The whole point of Kinnock's speech was to denounce the English class structure, where his grandfather couldn't get ahead, despite his talents. Thus, Kinnock concluded by saying his parents and grandparents couldn't advance "because there was no platform upon which they could stand."
That has never been true in this country. We have no class structure. People do get ahead by being smart and working hard.
The other side of the coin is that those born well are perfectly capable of falling from their perch of privilege, as expressed in the peculiarly American expression: "Shirtsleeves to shirtsleeves in three generations." Which is precisely what happened to the Biden family.
According to Vice Plagiarist Biden's own autobiography, his father was to the manor born. Biden's grandfather was an executive with the American Oil Co., and his father had all the advantages in life. "My dad," Biden writes in "Promises to Keep," "grew up well polished by gentlemanly pursuits. He would ride to the hounds, drive fast, fly airplanes. He knew good clothes, fine horses, the newest dance steps."

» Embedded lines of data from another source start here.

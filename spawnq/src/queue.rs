use async_trait::async_trait;
use chrono::{DateTime, Utc};
use serde::de::DeserializeOwned;
use serde::{Deserialize, Serialize};
use std::collections::BTreeMap;
use std::sync::Arc;
use tracing::{Instrument, Span};

use crate::band::{PriorityBand, ScoreRange};
use crate::error::{QueueError, StoreError};
use crate::telemetry;

/// Transport to a remote score-ordered collection.
///
/// Implementors must make [`OrderedStore::pop_min_in_range`] atomic on the
/// server side: observing and removing the lowest-scored member is one
/// indivisible step, so two concurrent callers never receive the same member.
#[async_trait]
pub trait OrderedStore: Send + Sync {
    /// Add `member` at `score`. Returns how many members were newly added
    /// (0 when the member already existed and only its score changed).
    async fn add(&self, key: &str, score: f64, member: &[u8]) -> Result<u64, StoreError>;

    /// Members with `range.min <= score <= range.max`, ascending, paged.
    async fn range_by_score(
        &self,
        key: &str,
        range: ScoreRange,
        offset: usize,
        limit: usize,
    ) -> Result<Vec<Vec<u8>>, StoreError>;

    /// Remove `member`; returns the number of members removed.
    async fn remove(&self, key: &str, member: &[u8]) -> Result<u64, StoreError>;

    /// Remove every member under `key`; returns how many there were.
    async fn remove_all(&self, key: &str) -> Result<u64, StoreError>;

    /// Number of members under `key`.
    async fn cardinality(&self, key: &str) -> Result<u64, StoreError>;

    /// Atomically remove and return the lowest-scored member in `range`.
    async fn pop_min_in_range(
        &self,
        key: &str,
        range: ScoreRange,
    ) -> Result<Option<Vec<u8>>, StoreError>;
}

#[async_trait]
impl<S: OrderedStore + ?Sized> OrderedStore for Arc<S> {
    async fn add(&self, key: &str, score: f64, member: &[u8]) -> Result<u64, StoreError> {
        (**self).add(key, score, member).await
    }

    async fn range_by_score(
        &self,
        key: &str,
        range: ScoreRange,
        offset: usize,
        limit: usize,
    ) -> Result<Vec<Vec<u8>>, StoreError> {
        (**self).range_by_score(key, range, offset, limit).await
    }

    async fn remove(&self, key: &str, member: &[u8]) -> Result<u64, StoreError> {
        (**self).remove(key, member).await
    }

    async fn remove_all(&self, key: &str) -> Result<u64, StoreError> {
        (**self).remove_all(key).await
    }

    async fn cardinality(&self, key: &str) -> Result<u64, StoreError> {
        (**self).cardinality(key).await
    }

    async fn pop_min_in_range(
        &self,
        key: &str,
        range: ScoreRange,
    ) -> Result<Option<Vec<u8>>, StoreError> {
        (**self).pop_min_in_range(key, range).await
    }
}

/// Priority queue over a single key of an [`OrderedStore`].
///
/// Payloads are opaque bytes. Entries are ordered by ascending score and the
/// lowest score is dispatched first. Equal scores fall back to whatever order
/// the store keeps; nothing here depends on it.
pub struct PriorityQueue<S> {
    store: S,
    key: String,
    span: Span,
}

impl<S: OrderedStore> std::fmt::Debug for PriorityQueue<S> {
    fn fmt(&self, f: &mut std::fmt::Formatter<'_>) -> std::fmt::Result {
        f.debug_struct("PriorityQueue")
            .field("key", &self.key)
            .field("store_type", &std::any::type_name::<S>())
            .finish()
    }
}

impl<S: OrderedStore> PriorityQueue<S> {
    pub fn new(store: S, key: impl Into<String>) -> Self {
        let key = key.into();
        let span = tracing::info_span!("spawnq.queue", key = %key);
        Self { store, key, span }
    }

    /// Replace the component span that operation spans are parented to.
    pub fn with_span(mut self, span: Span) -> Self {
        self.span = span;
        self
    }

    pub fn key(&self) -> &str {
        &self.key
    }

    pub fn store(&self) -> &S {
        &self.store
    }

    /// Insert `payload` at `score`. Returns the number of newly added entries.
    pub async fn enqueue(&self, score: f64, payload: &[u8]) -> Result<u64, QueueError> {
        let span = telemetry::enqueue_span(&self.span, &self.key, score);
        let added = self
            .store
            .add(&self.key, score, payload)
            .instrument(span)
            .await?;
        telemetry::record_entry_enqueued(&self.key, added);
        Ok(added)
    }

    /// Up to `limit` payloads within `range`, ascending by score, from `offset`.
    ///
    /// Read-only. Two calls are not isolated from concurrent writers.
    pub async fn peek_range(
        &self,
        range: ScoreRange,
        offset: usize,
        limit: usize,
    ) -> Result<Vec<Vec<u8>>, QueueError> {
        if limit == 0 || range.is_empty() {
            return Ok(Vec::new());
        }
        let members = self
            .store
            .range_by_score(&self.key, range, offset, limit)
            .await?;
        Ok(members)
    }

    /// Atomically take the lowest-scored payload within `range`.
    ///
    /// Fails with [`QueueError::QueueEmpty`] when nothing matches.
    pub async fn dequeue_highest(&self, range: ScoreRange) -> Result<Vec<u8>, QueueError> {
        if range.is_empty() {
            return Err(QueueError::QueueEmpty {
                min: range.min,
                max: range.max,
            });
        }
        let span = telemetry::dequeue_span(&self.span, &self.key, range);
        let popped = self
            .store
            .pop_min_in_range(&self.key, range)
            .instrument(span.clone())
            .await?;
        match popped {
            Some(payload) => {
                telemetry::record_entry_dequeued(&self.key);
                Ok(payload)
            }
            None => {
                tracing::debug!(parent: &span, "no entry in range");
                Err(QueueError::QueueEmpty {
                    min: range.min,
                    max: range.max,
                })
            }
        }
    }

    /// Remove every entry equal to `payload`. Absent payloads return 0.
    pub async fn remove(&self, payload: &[u8]) -> Result<u64, QueueError> {
        let removed = self.store.remove(&self.key, payload).await?;
        tracing::debug!(parent: &self.span, removed, "queue entry removed");
        Ok(removed)
    }

    /// Remove every entry in the queue.
    pub async fn drain(&self) -> Result<u64, QueueError> {
        let removed = self.store.remove_all(&self.key).await?;
        tracing::info!(parent: &self.span, removed, "queue drained");
        Ok(removed)
    }

    pub async fn size(&self) -> Result<u64, QueueError> {
        let size = self.store.cardinality(&self.key).await?;
        telemetry::set_queue_depth(&self.key, size);
        Ok(size)
    }

    /// Every payload in the queue, in score order.
    pub async fn all(&self) -> Result<Vec<Vec<u8>>, QueueError> {
        let size = self.store.cardinality(&self.key).await?;
        if size == 0 {
            return Ok(Vec::new());
        }
        self.peek_range(ScoreRange::all(), 0, size as usize).await
    }

    /// Serialize `item` as JSON and enqueue it at the band's time-ordered score.
    pub async fn enqueue_json<T: Serialize>(
        &self,
        band: PriorityBand,
        item: &T,
    ) -> Result<u64, QueueError> {
        self.enqueue_json_at(band, Utc::now(), item).await
    }

    pub async fn enqueue_json_at<T: Serialize>(
        &self,
        band: PriorityBand,
        at: DateTime<Utc>,
        item: &T,
    ) -> Result<u64, QueueError> {
        let payload = serde_json::to_vec(item)?;
        self.enqueue(band.score_at(at), &payload).await
    }

    /// Dequeue the highest-priority entry in `range` and decode it as JSON.
    ///
    /// The entry is already removed when decoding fails.
    pub async fn dequeue_json<T: DeserializeOwned>(
        &self,
        range: ScoreRange,
    ) -> Result<T, QueueError> {
        let payload = self.dequeue_highest(range).await?;
        Ok(serde_json::from_slice(&payload)?)
    }

    pub async fn peek_json<T: DeserializeOwned>(
        &self,
        range: ScoreRange,
        offset: usize,
        limit: usize,
    ) -> Result<Vec<T>, QueueError> {
        self.peek_range(range, offset, limit)
            .await?
            .iter()
            .map(|payload| serde_json::from_slice(payload).map_err(QueueError::from))
            .collect()
    }

    /// Per-band depth of the queue at this moment.
    pub async fn snapshot(&self) -> Result<QueueSnapshot, QueueError> {
        let mut snapshot = QueueSnapshot::new(self.key.clone(), Utc::now());
        snapshot.total = self.store.cardinality(&self.key).await?;
        for band in PriorityBand::ALL {
            let count = self
                .store
                .range_by_score(&self.key, band.range(), 0, usize::MAX)
                .await?
                .len();
            snapshot.bands.insert(band, count);
        }
        Ok(snapshot)
    }
}

/// Snapshot of queue depth at a point in time.
#[derive(Clone, Debug, Serialize, Deserialize)]
pub struct QueueSnapshot {
    pub key: String,
    pub sampled_at: DateTime<Utc>,
    /// Total entries, including scores outside every band.
    pub total: u64,
    pub bands: BTreeMap<PriorityBand, usize>,
}

impl QueueSnapshot {
    pub fn new(key: impl Into<String>, sampled_at: DateTime<Utc>) -> Self {
        Self {
            key: key.into(),
            sampled_at,
            total: 0,
            bands: BTreeMap::new(),
        }
    }

    pub fn band(&self, band: PriorityBand) -> usize {
        self.bands.get(&band).copied().unwrap_or_default()
    }
}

But, in the blunt language of the Vanity Fair election blog, "he pissed away his fortune and Joe and his siblings grew up in a decidedly, and proudly, working-class Catholic home."
So why was Biden concluding his Kinnock-"inspired" speech with clenched fist, claiming that his family "didn't have a platform upon which to stand." The executive offices at the American Oil Co. sound like a pretty good platform.
The problem wasn't that Biden's father didn't have a platform, but that he fell off the platform. Far from sharing Kinnock's life story, the Biden family would have benefited from a strict British class system that holds up talentless aristocrats while keeping down the talented low-born.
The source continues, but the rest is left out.